Gli ingegneri iscritti in un settore dell'Albo possono iscriversi ad un altro settore della medesima sezione soltanto se sono in possesso del titolo accademico previsto e non semplicemente superando l'esame di stato relativo.

Questo in sintesi il senso della circolare n. 175 del 22 ottobre 2008 del Consiglio Nazionale degli Ingegneri, che ha anche reso noto che gli Ordini devono cancellare coloro che sono stati iscritti in base al superamento dell'esame di stato ma senza il corrispondente titolo di studio.

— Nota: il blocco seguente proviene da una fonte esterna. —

//! REST backend for the hosted backend-as-a-service
//!
//! Speaks the PostgREST dialect: collection endpoints under `/rest/v1/`,
//! `column=eq.value` filters, and `Prefer: return=representation` so that
//! mutations report which rows they touched.

use crate::adapter::{sort_newest_first, Fetched, RecordStore};
use crate::config::{ConfigError, StoreConfig};
use crate::error::{
    CreateError, DeleteError, ErrorKind, FetchError, StoreError, StoreOp, UpdateError,
};
use async_trait::async_trait;
use ministry_records::{NewRecord, Record, RecordId, RecordKind, Status};
use reqwest::{Method, RequestBuilder, Response, StatusCode};
use serde_json::{json, Value};

const RETURN_REPRESENTATION: &str = "return=representation";
const MAX_DETAIL_LEN: usize = 300;

/// Map an HTTP status to an error kind
#[must_use]
pub fn classify_status(status: StatusCode) -> ErrorKind {
    match status.as_u16() {
        401 | 403 => ErrorKind::Forbidden,
        404 | 406 => ErrorKind::NotFound,
        409 | 412 => ErrorKind::Conflict,
        400 | 422 => ErrorKind::Invalid,
        _ => ErrorKind::Network,
    }
}

fn truncate(text: &str) -> &str {
    match text.char_indices().nth(MAX_DETAIL_LEN) {
        Some((idx, _)) => &text[..idx],
        None => text,
    }
}

fn transport(op: StoreOp, err: &reqwest::Error) -> StoreError {
    let detail = if err.is_timeout() {
        format!("request timed out: {err}")
    } else {
        err.to_string()
    };
    StoreError::new(op, ErrorKind::Network, detail)
}

async fn ensure_success(op: StoreOp, response: Response) -> Result<Response, StoreError> {
    let status = response.status();
    if status.is_success() {
        return Ok(response);
    }
    let body = response.text().await.unwrap_or_default();
    Err(StoreError::new(
        op,
        classify_status(status),
        format!("HTTP {}: {}", status.as_u16(), truncate(&body)),
    ))
}

async fn rows(op: StoreOp, response: Response) -> Result<Vec<Value>, StoreError> {
    response.json::<Vec<Value>>().await.map_err(|e| {
        StoreError::new(op, ErrorKind::Network, format!("unexpected response body: {e}"))
    })
}

/// One backend table accessed over HTTP
#[derive(Debug, Clone)]
pub struct RestStore {
    client: reqwest::Client,
    kind: RecordKind,
    url: String,
    api_key: String,
}

impl RestStore {
    /// Build a store for one record kind
    ///
    /// # Errors
    /// `ConfigError::HttpClient` if the HTTP client cannot be constructed.
    pub fn new(config: &StoreConfig, kind: RecordKind) -> Result<Self, ConfigError> {
        let client = reqwest::Client::builder()
            .timeout(config.timeout())
            .build()
            .map_err(|e| ConfigError::HttpClient(e.to_string()))?;
        Ok(Self::with_client(client, config, kind))
    }

    /// Build a store sharing an existing client
    #[must_use]
    pub fn with_client(client: reqwest::Client, config: &StoreConfig, kind: RecordKind) -> Self {
        Self {
            client,
            kind,
            url: config.collection_url(kind),
            api_key: config.api_key.clone(),
        }
    }

    /// Collection endpoint
    #[inline]
    #[must_use]
    pub fn url(&self) -> &str {
        &self.url
    }

    fn request(&self, method: Method) -> RequestBuilder {
        self.client
            .request(method, &self.url)
            .header("apikey", &self.api_key)
            .bearer_auth(&self.api_key)
    }

    fn by_id(&self, method: Method, id: &RecordId) -> RequestBuilder {
        self.request(method)
            .query(&[("id", format!("eq.{id}"))])
            .header("Prefer", RETURN_REPRESENTATION)
    }

    async fn send(&self, op: StoreOp, builder: RequestBuilder) -> Result<Vec<Value>, StoreError> {
        let response = builder.send().await.map_err(|e| transport(op, &e))?;
        let response = ensure_success(op, response).await?;
        rows(op, response).await
    }
}

#[async_trait]
impl RecordStore for RestStore {
    fn kind(&self) -> RecordKind {
        self.kind
    }

    async fn fetch_all(&self) -> Result<Fetched, FetchError> {
        let builder = self
            .request(Method::GET)
            .query(&[("select", "*"), ("order", "created_at.desc")]);
        let raw = self.send(StoreOp::Fetch, builder).await?;

        let mut records = Vec::with_capacity(raw.len());
        let mut skipped = 0;
        for row in &raw {
            match Record::from_raw(self.kind, row) {
                Ok(record) => records.push(record),
                Err(e) => {
                    skipped += 1;
                    tracing::warn!(kind = %self.kind, error = %e, "skipping malformed row");
                }
            }
        }
        if sort_newest_first(&mut records) {
            tracing::debug!(kind = %self.kind, "backend returned unordered rows; sorted locally");
        }
        tracing::debug!(kind = %self.kind, count = records.len(), skipped, "fetched records");
        Ok(Fetched { records, skipped })
    }

    async fn update_status(&self, id: &RecordId, status: Status) -> Result<(), UpdateError> {
        if status.kind() != self.kind {
            return Err(StoreError::new(
                StoreOp::Update,
                ErrorKind::Invalid,
                format!("{status} is not a {} status", self.kind),
            ));
        }
        let builder = self
            .by_id(Method::PATCH, id)
            .json(&json!({ "status": status.as_str() }));
        let touched = self.send(StoreOp::Update, builder).await?;
        if touched.is_empty() {
            return Err(StoreError::new(
                StoreOp::Update,
                ErrorKind::NotFound,
                format!("no {} row with id {id}", self.kind),
            ));
        }
        tracing::info!(kind = %self.kind, %id, %status, "status updated");
        Ok(())
    }

    async fn remove(&self, id: &RecordId) -> Result<(), DeleteError> {
        let touched = self
            .send(StoreOp::Delete, self.by_id(Method::DELETE, id))
            .await?;
        if touched.is_empty() {
            return Err(StoreError::new(
                StoreOp::Delete,
                ErrorKind::NotFound,
                format!("no {} row with id {id}", self.kind),
            ));
        }
        tracing::info!(kind = %self.kind, %id, "record deleted");
        Ok(())
    }

    async fn create(&self, new: NewRecord) -> Result<Record, CreateError> {
        if new.kind() != self.kind {
            return Err(StoreError::new(
                StoreOp::Create,
                ErrorKind::Invalid,
                format!("cannot create {} in {} collection", new.kind(), self.kind),
            ));
        }
        let row = new
            .to_row()
            .map_err(|e| StoreError::new(StoreOp::Create, ErrorKind::Invalid, e.to_string()))?;
        let builder = self
            .request(Method::POST)
            .header("Prefer", RETURN_REPRESENTATION)
            .json(&row);
        let created = self.send(StoreOp::Create, builder).await?;
        let first = created.first().ok_or_else(|| {
            StoreError::new(StoreOp::Create, ErrorKind::Network, "insert returned no rows")
        })?;
        let record = Record::from_raw(self.kind, first)
            .map_err(|e| StoreError::new(StoreOp::Create, ErrorKind::Invalid, e.to_string()))?;
        tracing::info!(kind = %self.kind, id = %record.id, "record created");
        Ok(record)
    }
}
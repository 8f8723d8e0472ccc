//! Filter/search engine
//!
//! Pure and order-preserving: the visible subset is the input in input
//! order unless an explicit [`SortKey`] is requested. All matching goes
//! through [`select_indices`], so an index can be slotted in later without
//! touching callers.

use ministry_records::Record;
use std::cmp::Ordering;
use std::fmt;
use std::str::FromStr;

/// Categorical predicate: `"all"` or one exact value
#[derive(Debug, Clone, PartialEq, Eq, Hash, Default)]
pub enum Predicate {
    #[default]
    All,
    Equals(String),
}

impl Predicate {
    /// `""` and `"all"` (any case) mean no restriction
    #[must_use]
    pub fn parse(value: &str) -> Self {
        let trimmed = value.trim();
        if trimmed.is_empty() || trimmed.eq_ignore_ascii_case("all") {
            Self::All
        } else {
            Self::Equals(trimmed.to_string())
        }
    }

    #[inline]
    #[must_use]
    pub fn is_all(&self) -> bool {
        matches!(self, Self::All)
    }

    /// A record lacking the field never satisfies `Equals`
    #[inline]
    #[must_use]
    pub fn accepts(&self, value: Option<&str>) -> bool {
        match self {
            Self::All => true,
            Self::Equals(expected) => value == Some(expected.as_str()),
        }
    }
}

impl fmt::Display for Predicate {
    fn fmt(&self, f: &mut fmt::Formatter<'_>) -> fmt::Result {
        match self {
            Self::All => f.write_str("all"),
            Self::Equals(v) => f.write_str(v),
        }
    }
}

/// Explicit ordering of the visible subset
#[derive(Debug, Clone, Copy, PartialEq, Eq, Hash)]
pub enum SortKey {
    Newest,
    Oldest,
    /// Case-insensitive by record title
    Title,
}

impl FromStr for SortKey {
    type Err = String;

    fn from_str(s: &str) -> Result<Self, Self::Err> {
        match s.trim().to_lowercase().as_str() {
            "newest" | "new" | "desc" => Ok(Self::Newest),
            "oldest" | "old" | "asc" => Ok(Self::Oldest),
            "title" | "name" | "az" | "a-z" => Ok(Self::Title),
            other => Err(format!("unknown sort key: {other}")),
        }
    }
}

/// Current filter selection
#[derive(Debug, Clone, PartialEq, Eq, Default)]
pub struct FilterSpec {
    /// Free-text query, matched case-insensitively as a substring
    pub query: String,
    pub category: Predicate,
    pub status: Predicate,
    pub sort: Option<SortKey>,
}

impl FilterSpec {
    #[must_use]
    pub fn with_query(mut self, query: impl Into<String>) -> Self {
        self.query = query.into();
        self
    }

    #[must_use]
    pub fn with_category(mut self, category: Predicate) -> Self {
        self.category = category;
        self
    }

    #[must_use]
    pub fn with_status(mut self, status: Predicate) -> Self {
        self.status = status;
        self
    }

    #[must_use]
    pub fn sorted_by(mut self, key: SortKey) -> Self {
        self.sort = Some(key);
        self
    }

    /// Matches every record and keeps input order
    #[must_use]
    pub fn is_identity(&self) -> bool {
        self.query.trim().is_empty()
            && self.category.is_all()
            && self.status.is_all()
            && self.sort.is_none()
    }
}

fn needle(spec: &FilterSpec) -> String {
    spec.query.trim().to_lowercase()
}

fn matches_with(record: &Record, spec: &FilterSpec, needle: &str) -> bool {
    let status = record.status();
    if !spec.status.accepts(status.map(|s| s.as_str())) {
        return false;
    }
    if !spec.category.is_all() && !spec.category.accepts(record.category().as_deref()) {
        return false;
    }
    needle.is_empty()
        || record
            .kind()
            .search_fields()
            .iter()
            .filter_map(|field| record.field(field))
            .any(|value| value.to_lowercase().contains(needle))
}

/// Whether one record passes every active predicate
#[must_use]
pub fn matches(record: &Record, spec: &FilterSpec) -> bool {
    matches_with(record, spec, &needle(spec))
}

fn compare(a: &Record, b: &Record, key: SortKey) -> Ordering {
    match key {
        SortKey::Newest => b.created_at.cmp(&a.created_at),
        SortKey::Oldest => a.created_at.cmp(&b.created_at),
        SortKey::Title => a.title().to_lowercase().cmp(&b.title().to_lowercase()),
    }
}

/// Positions in `records` of the visible subset, in display order
///
/// O(n) without a sort key; explicit sorts are stable.
#[must_use]
pub fn select_indices(records: &[Record], spec: &FilterSpec) -> Vec<usize> {
    let needle = needle(spec);
    let mut indices: Vec<usize> = records
        .iter()
        .enumerate()
        .filter(|(_, r)| matches_with(r, spec, &needle))
        .map(|(i, _)| i)
        .collect();
    if let Some(key) = spec.sort {
        indices.sort_by(|&a, &b| compare(&records[a], &records[b], key));
    }
    indices
}

/// The visible subset, by value
#[must_use]
pub fn apply(records: &[Record], spec: &FilterSpec) -> Vec<Record> {
    select_indices(records, spec)
        .into_iter()
        .map(|i| records[i].clone())
        .collect()
}
use ministry_browser::{
    apply, export_table, matches, summarize, ColumnSpec, FilterSpec, Predicate, RecordBrowser,
    ScrollLock, SortKey,
};
use ministry_records::{PartnershipStatus, Record, RecordId, RecordKind};
use ministry_store::MemoryStore;
use ministry_test_utils::{
    create_gallery_image, create_partnership, parse_csv, sample_donations, sample_gallery,
    sample_partnerships,
};
use pretty_assertions::assert_eq;
use proptest::prelude::*;
use std::sync::Arc;

async fn loaded(
    kind: RecordKind,
    records: Vec<Record>,
    lock: &ScrollLock,
) -> RecordBrowser<MemoryStore> {
    let store = Arc::new(MemoryStore::with_records(kind, records));
    let browser = RecordBrowser::new(store, lock.clone());
    browser.refresh().await.unwrap();
    browser
}

#[tokio::test]
async fn lightbox_wraps_over_filtered_subset() {
    let lock = ScrollLock::new();
    let browser = loaded(RecordKind::Gallery, sample_gallery(), &lock).await;
    browser.set_filter(FilterSpec::default().with_category(Predicate::parse("worship")));

    assert!(browser.open(&RecordId::new("g1")));
    assert!(lock.is_locked());
    assert_eq!(browser.next().map(|r| r.id.to_string()), Some("g4".to_string()));
    assert_eq!(browser.next().map(|r| r.id.to_string()), Some("g1".to_string()));
    assert_eq!(browser.previous().map(|r| r.id.to_string()), Some("g4".to_string()));

    browser.close();
    assert!(!lock.is_locked());
}

#[tokio::test]
async fn hidden_records_cannot_be_opened() {
    let lock = ScrollLock::new();
    let browser = loaded(RecordKind::Gallery, sample_gallery(), &lock).await;
    browser.set_filter(FilterSpec::default().with_category(Predicate::parse("outreach")));

    assert!(!browser.open(&RecordId::new("g4")));
    assert!(browser.focused().is_none());
    assert!(!lock.is_locked());
}

#[tokio::test]
async fn filter_change_closes_overlay_and_releases_scroll() {
    let lock = ScrollLock::new();
    let browser = loaded(RecordKind::Gallery, sample_gallery(), &lock).await;
    assert!(browser.open(&RecordId::new("g2")));

    browser.set_filter(FilterSpec::default().with_query("choir"));
    assert!(browser.view().focused.is_none());
    assert!(!lock.is_locked());
}

#[tokio::test]
async fn dropping_browser_releases_scroll() {
    let lock = ScrollLock::new();
    {
        let browser = loaded(RecordKind::Gallery, sample_gallery(), &lock).await;
        browser.open(&RecordId::new("g3"));
        assert!(lock.is_locked());
    }
    assert!(!lock.is_locked());
}

#[tokio::test]
async fn two_browsers_share_one_lock() {
    let lock = ScrollLock::new();
    let gallery = loaded(RecordKind::Gallery, sample_gallery(), &lock).await;
    let requests = loaded(RecordKind::Partnership, sample_partnerships(), &lock).await;

    gallery.open(&RecordId::new("g1"));
    requests.open(&RecordId::new("p1"));
    gallery.close();
    assert!(lock.is_locked());
    requests.close();
    assert!(!lock.is_locked());
}

#[tokio::test]
async fn stats_ignore_the_filter() {
    let lock = ScrollLock::new();
    let browser = loaded(RecordKind::Donation, sample_donations(), &lock).await;
    let before = browser.stats();

    browser.set_filter(FilterSpec::default().with_status(Predicate::parse("failed")));
    assert_eq!(browser.view().visible.len(), 1);
    assert_eq!(browser.stats(), before);
    assert_eq!(before.total, 4);
    assert_eq!(before.received("NGN"), 750_000);
}

#[tokio::test]
async fn export_round_trips_visible_subset() {
    let lock = ScrollLock::new();
    let browser = loaded(RecordKind::Gallery, sample_gallery(), &lock).await;
    browser.set_filter(FilterSpec::default().with_category(Predicate::parse("events")));

    let columns = vec![
        ColumnSpec::new("Title", "title"),
        ColumnSpec::new("Category", "category"),
        ColumnSpec::new("Description", "description"),
    ];
    let csv = browser.export_visible(&columns);
    assert!(csv.ends_with("\r\n"));
    assert_eq!(
        parse_csv(&csv),
        vec![
            vec!["Title".to_string(), "Category".to_string(), "Description".to_string()],
            vec!["Event, \"Grand\" Opening".to_string(), "events".to_string(), String::new()],
        ]
    );
}

#[test]
fn partnership_export_flattens_nested_fields() {
    let records = sample_partnerships();
    let columns = ColumnSpec::defaults_for(RecordKind::Partnership);
    let rows = parse_csv(&export_table(&records, &columns));
    assert_eq!(rows.len(), records.len() + 1);
    assert!(rows.iter().all(|row| row.len() == columns.len()));
    let status = columns.iter().position(|c| c.field == "status").unwrap();
    assert_eq!(rows[1][status], PartnershipStatus::Pending.as_str());
}

#[test]
fn multiline_values_survive_export() {
    let mut image = create_gallery_image("m", "Night vigil", "prayer", 1);
    if let ministry_records::RecordBody::Gallery(g) = &mut image.body {
        g.description = Some("  first line\nsecond, line ".to_string());
    }
    let columns = vec![ColumnSpec::new("Description", "description")];
    let rows = parse_csv(&export_table([&image], &columns));
    assert_eq!(rows[1][0], "  first line\nsecond, line ");
}

/// Records of mixed kinds with repeating titles, categories and days
fn arb_records() -> impl Strategy<Value = Vec<Record>> {
    let row = (
        any::<bool>(),
        "[A-Da-d ]{1,8}",
        prop::sample::select(vec!["worship", "events", "outreach"]),
        prop::sample::select(PartnershipStatus::ALL.to_vec()),
        0..4i64,
    );
    prop::collection::vec(row, 0..16).prop_map(|rows| {
        rows.into_iter()
            .enumerate()
            .map(|(i, (image, title, category, status, day))| {
                let id = format!("r{i}");
                if image {
                    create_gallery_image(&id, &title, category, day)
                } else {
                    create_partnership(&id, &title, status, day)
                }
            })
            .collect()
    })
}

fn arb_predicate(values: &'static [&'static str]) -> impl Strategy<Value = Predicate> {
    prop::sample::select(values).prop_map(Predicate::parse)
}

fn arb_sort() -> impl Strategy<Value = Option<SortKey>> {
    prop_oneof![
        Just(None),
        Just(Some(SortKey::Newest)),
        Just(Some(SortKey::Oldest)),
        Just(Some(SortKey::Title)),
    ]
}

/// A substring of some record's title, or a free query when there are none
fn arb_query(records: &[Record]) -> BoxedStrategy<String> {
    let titles: Vec<String> = records.iter().map(|r| r.title().to_string()).collect();
    if titles.is_empty() {
        return "[a-d]{0,3}".boxed();
    }
    (
        prop::sample::select(titles),
        any::<prop::sample::Index>(),
        any::<prop::sample::Index>(),
    )
        .prop_map(|(title, a, b)| {
            let (a, b) = (a.index(title.len() + 1), b.index(title.len() + 1));
            title[a.min(b)..a.max(b)].to_uppercase()
        })
        .boxed()
}

fn arb_case() -> impl Strategy<Value = (Vec<Record>, FilterSpec)> {
    arb_records().prop_flat_map(|records| {
        let spec = (
            arb_query(&records),
            arb_predicate(&["all", "worship", "events", "tithe"]),
            arb_predicate(&["all", "pending", "under_review", "approved", "success"]),
            arb_sort(),
        )
            .prop_map(|(query, category, status, sort)| FilterSpec {
                query,
                category,
                status,
                sort,
            });
        (Just(records), spec)
    })
}

/// Comparable form of the field `key` orders by
fn sort_value(record: &Record, key: SortKey) -> (i64, String) {
    let at = record.created_at.timestamp();
    match key {
        SortKey::Newest => (-at, String::new()),
        SortKey::Oldest => (at, String::new()),
        SortKey::Title => (0, record.title().to_lowercase()),
    }
}

fn position(records: &[Record], id: &RecordId) -> usize {
    records.iter().position(|r| &r.id == id).unwrap()
}

proptest! {
    #[test]
    fn filtering_selects_exactly_the_matches((records, spec) in arb_case()) {
        let out = apply(&records, &spec);
        prop_assert_eq!(&out, &apply(&records, &spec));
        let mut expected: Vec<&Record> = records.iter().filter(|r| matches(r, &spec)).collect();
        let mut got: Vec<&Record> = out.iter().collect();
        expected.sort_by(|a, b| a.id.as_str().cmp(b.id.as_str()));
        got.sort_by(|a, b| a.id.as_str().cmp(b.id.as_str()));
        prop_assert_eq!(got, expected);
    }

    #[test]
    fn query_keeps_the_record_it_came_from((records, spec) in arb_case()) {
        let spec = FilterSpec::default().with_query(spec.query);
        let needle = spec.query.trim().to_lowercase();
        let out = apply(&records, &spec);
        for record in &records {
            if record.title().to_lowercase().contains(&needle) {
                prop_assert!(out.contains(record), "{} lost for {:?}", record.id, spec.query);
            }
        }
    }

    #[test]
    fn unsorted_filtering_preserves_input_order((records, spec) in arb_case()) {
        let spec = FilterSpec { sort: None, ..spec };
        let positions: Vec<usize> = apply(&records, &spec)
            .iter()
            .map(|r| position(&records, &r.id))
            .collect();
        prop_assert!(positions.windows(2).all(|w| w[0] < w[1]));
    }

    #[test]
    fn sorting_is_ordered_and_stable(
        (records, spec) in arb_case(),
        key in prop_oneof![Just(SortKey::Newest), Just(SortKey::Oldest), Just(SortKey::Title)]
    ) {
        let spec = FilterSpec { sort: Some(key), ..spec };
        let out = apply(&records, &spec);
        for pair in out.windows(2) {
            let (a, b) = (sort_value(&pair[0], key), sort_value(&pair[1], key));
            prop_assert!(a <= b);
            if a == b {
                prop_assert!(position(&records, &pair[0].id) < position(&records, &pair[1].id));
            }
        }
    }

    #[test]
    fn identity_spec_returns_input(records in arb_records()) {
        prop_assert_eq!(apply(&records, &FilterSpec::default()), records);
    }

    #[test]
    fn stats_do_not_depend_on_order(records in arb_records()) {
        let mut reversed = records.clone();
        reversed.reverse();
        prop_assert_eq!(summarize(&records), summarize(&reversed));
        prop_assert_eq!(summarize(&records).total, records.len());
    }
}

Come noto, il D.P.R. 328/2001 ha diviso l'Albo professionale in due Sezioni A e B (relativamente per Lauree quinquennali e triennali) ripartite entrambe in tre Settori:

  • Civile e Ambientale;
  • Industriale;
  • dell'Informazione.

Il Consiglio Nazionale dopo la pronuncia 4154/2007 del TAR Puglia "iscrizione ad un ulteriore settore dell'Albo da parte del soggetto già iscritto in altro settore della stessa Sezione - imprescindibile necessità del possesso del corrispondente titolo di studio" aveva richiesto una pronuncia delle Autorità Ministeriali competenti per rispondere alle richieste dei vari Ordini provinciali che chiedevano come comportarsi nei casi di richieste d'iscrizione in altri settori.

La Direzione Generale della Giustizia Civile del Ministero della Giustizia ha risposto con la nota del 13 ottobre 2008 affermando che "gli ingegneri già iscritti in un Settore che richiedano l'iscrizione ad altro settore - della medesima sezione - non possono essere ivi iscritti se non possiedono il titolo accademico previsto dall'articolo 47 del D.P.R. n. 328/2001, anche se hanno superato l'esame di stato".

Il Ministero ha aggiunto inoltre che gli Ordini provinciali devono "disporre la cancellazione di coloro che risultano iscritti in virtù del solo superamento dell'esame di Stato, ma in assenza del corrispondente titolo di studio".